ABOUT THIS TASK ▸
The entries need to be copied exactly.
______________________________
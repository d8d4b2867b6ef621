//! Lookup client.

use std::sync::Arc;

use log::{debug, info, warn};
use reqwest::header::CONTENT_TYPE;
use tokio::task::JoinHandle;
use url::Url;

use super::classify::{classify_response, LookupResult};
use super::request::{build_request, lookup_url};
use crate::config::LookupConfig;
use crate::error_handling::{categorize_reqwest_error, InitializationError, SafeBrowsingError};
use crate::initialization::init_client;
use crate::schema::encode;

/// Checks URLs against the Safe Browsing Lookup API.
///
/// Cheap to clone; clones share the configuration and the HTTP connection pool.
/// Each call builds its own request, so concurrent calls do not interfere.
#[derive(Clone, Debug)]
pub struct SafeBrowsingClient {
    config: Arc<LookupConfig>,
    http: Arc<reqwest::Client>,
}

impl SafeBrowsingClient {
    /// Creates a client with an HTTP client built from `config`.
    ///
    /// # Errors
    ///
    /// Returns `InitializationError::HttpClientError` if the HTTP client
    /// cannot be built (e.g. an invalid user agent).
    pub fn new(config: LookupConfig) -> Result<Self, InitializationError> {
        let http = init_client(&config)?;
        Ok(Self::with_http_client(config, http))
    }

    /// Creates a client that sends requests through `http`.
    pub fn with_http_client(config: LookupConfig, http: Arc<reqwest::Client>) -> Self {
        Self {
            config: Arc::new(config),
            http,
        }
    }

    /// The configuration this client was built with.
    pub fn config(&self) -> &LookupConfig {
        &self.config
    }

    /// Checks a single URL.
    ///
    /// # Errors
    ///
    /// See [`SafeBrowsingClient::check_urls`].
    pub async fn check_url(&self, url: &Url) -> Result<LookupResult, SafeBrowsingError> {
        self.check_urls(std::slice::from_ref(url)).await
    }

    /// Checks `urls` with a single lookup request.
    ///
    /// Any response body yields `Ok`, whatever its HTTP status: service errors
    /// come back as [`LookupResult::ApiError`].
    ///
    /// # Errors
    ///
    /// - `Configuration`: no API key or unusable endpoint; nothing is sent
    /// - `InvalidRequest`: `urls` is empty; nothing is sent
    /// - `Encoding`: the request could not be serialized; nothing is sent
    /// - `Transport`: the request failed or the body could not be read
    pub async fn check_urls(&self, urls: &[Url]) -> Result<LookupResult, SafeBrowsingError> {
        let request = build_request(&self.config, urls)?;
        let target = lookup_url(&self.config)?;
        let body = encode(&request).map_err(SafeBrowsingError::Encoding)?;

        debug!(
            "Checking {} URL(s) against {}",
            urls.len(),
            self.config.endpoint
        );

        let response = self
            .http
            .post(target)
            .header(CONTENT_TYPE, "application/json")
            .body(body)
            .send()
            .await
            .map_err(transport_error)?;

        let status = response.status();
        let bytes = response.bytes().await.map_err(transport_error)?;
        debug!("Lookup responded {} with {} bytes", status, bytes.len());

        let result = classify_response(&bytes);
        match &result {
            LookupResult::Clean => debug!("No threats found for {} URL(s)", urls.len()),
            LookupResult::Matches(matches) => {
                for m in matches {
                    info!(
                        "Threat match: {} ({}) at {}",
                        m.threat_type,
                        m.platform_type,
                        m.url().unwrap_or("<unknown entry>")
                    );
                }
            }
            LookupResult::ApiError(detail) => warn!(
                "Safe Browsing API error {} ({}): {}",
                detail.code, detail.status, detail.message
            ),
        }
        Ok(result)
    }

    /// Runs [`SafeBrowsingClient::check_urls`] on the current Tokio runtime and
    /// passes the outcome to `completion` exactly once.
    ///
    /// `completion` runs on a runtime worker thread; callers that need to
    /// touch UI state must redispatch from there.
    ///
    /// # Panics
    ///
    /// Panics if called outside a Tokio runtime.
    pub fn check_urls_detached<F>(&self, urls: Vec<Url>, completion: F) -> JoinHandle<()>
    where
        F: FnOnce(Result<LookupResult, SafeBrowsingError>) + Send + 'static,
    {
        let client = self.clone();
        tokio::spawn(async move {
            let result = client.check_urls(&urls).await;
            completion(result);
        })
    }
}

// The request URL carries the API key; strip it before the error is surfaced.
fn transport_error(e: reqwest::Error) -> SafeBrowsingError {
    let e = e.without_url();
    warn!(
        "Lookup transport failure ({}): {}",
        categorize_reqwest_error(&e),
        e
    );
    SafeBrowsingError::Transport(Some(e))
}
______________________________
RESPONSE ▸
repository d8d4b2867b6ef621
//! Lookup client.

use std::sync::Arc;

use log::{debug, info, warn};
use reqwest::header::CONTENT_TYPE;
use tokio::task::JoinHandle;
use url::Url;

use super::classify::{classify_response, LookupResult};
use super::request::{build_request, lookup_url};
use crate::config::LookupConfig;
use crate::error_handling::{categorize_reqwest_error, InitializationError, SafeBrowsingError};
use crate::initialization::init_client;
use crate::schema::encode;

/// Checks URLs against the Safe Browsing Lookup API.
///
/// Cheap to clone; clones share the configuration and the HTTP connection pool.
/// Each call builds its own request, so concurrent calls do not interfere.
#[derive(Clone, Debug)]
pub struct SafeBrowsingClient {
    config: Arc<LookupConfig>,
    http: Arc<reqwest::Client>,
}

impl SafeBrowsingClient {
    /// Creates a client with an HTTP client built from `config`.
    ///
    /// # Errors
    ///
    /// Returns `InitializationError::HttpClientError` if the HTTP client
    /// cannot be built (e.g. an invalid user agent).
    pub fn new(config: LookupConfig) -> Result<Self, InitializationError> {
        let http = init_client(&config)?;
        Ok(Self::with_http_client(config, http))
    }

    /// Creates a client that sends requests through `http`.
    pub fn with_http_client(config: LookupConfig, http: Arc<reqwest::Client>) -> Self {
        Self {
            config: Arc::new(config),
            http,
        }
    }

    /// The configuration this client was built with.
    pub fn config(&self) -> &LookupConfig {
        &self.config
    }

    /// Checks a single URL.
    ///
    /// # Errors
    ///
    /// See [`SafeBrowsingClient::check_urls`].
    pub async fn check_url(&self, url: &Url) -> Result<LookupResult, SafeBrowsingError> {
        self.check_urls(std::slice::from_ref(url)).await
    }

    /// Checks `urls` with a single lookup request.
    ///
    /// Any response body yields `Ok`, whatever its HTTP status: service errors
    /// come back as [`LookupResult::ApiError`].
    ///
    /// # Errors
    ///
    /// - `Configuration`: no API key or unusable endpoint; nothing is sent
    /// - `InvalidRequest`: `urls` is empty; nothing is sent
    /// - `Encoding`: the request could not be serialized; nothing is sent
    /// - `Transport`: the request failed or the body could not be read
    pub async fn check_urls(&self, urls: &[Url]) -> Result<LookupResult, SafeBrowsingError> {
        let request = build_request(&self.config, urls)?;
        let target = lookup_url(&self.config)?;
        let body = encode(&request).map_err(SafeBrowsingError::Encoding)?;

        debug!(
            "Checking {} URL(s) against {}",
            urls.len(),
            self.config.endpoint
        );

        let response = self
            .http
            .post(target)
            .header(CONTENT_TYPE, "application/json")
            .body(body)
            .send()
            .await
            .map_err(transport_error)?;

        let status = response.status();
        let bytes = response.bytes().await.map_err(transport_error)?;
        debug!("Lookup responded {} with {} bytes", status, bytes.len());

        let result = classify_response(&bytes);
        match &result {
            LookupResult::Clean => debug!("No threats found for {} URL(s)", urls.len()),
            LookupResult::Matches(matches) => {
                for m in matches {
                    info!(
                        "Threat match: {} ({}) at {}",
                        m.threat_type,
                        m.platform_type,
                        m.url().unwrap_or("<unknown entry>")
                    );
                }
            }
            LookupResult::ApiError(detail) => warn!(
                "Safe Browsing API error {} ({}): {}",
                detail.code, detail.status, detail.message
            ),
        }
        Ok(result)
    }

    /// Runs [`SafeBrowsingClient::check_urls`] on the current Tokio runtime and
    /// passes the outcome to `completion` exactly once.
    ///
    /// `completion` runs on a runtime worker thread; callers that need to
    /// touch UI state must redispatch from there.
    ///
    /// # Panics
    ///
    /// Panics if called outside a Tokio runtime.
    pub fn check_urls_detached<F>(&self, urls: Vec<Url>, completion: F) -> JoinHandle<()>
    where
        F: FnOnce(Result<LookupResult, SafeBrowsingError>) + Send + 'static,
    {
        let client = self.clone();
        tokio::spawn(async move {
            let result = client.check_urls(&urls).await;
            completion(result);
        })
    }
}

// The request URL carries the API key; strip it before the error is surfaced.
fn transport_error(e: reqwest::Error) -> SafeBrowsingError {
    let e = e.without_url();
    warn!(
        "Lookup transport failure ({}): {}",
        categorize_reqwest_error(&e),
        e
    );
    SafeBrowsingError::Transport(Some(e))
}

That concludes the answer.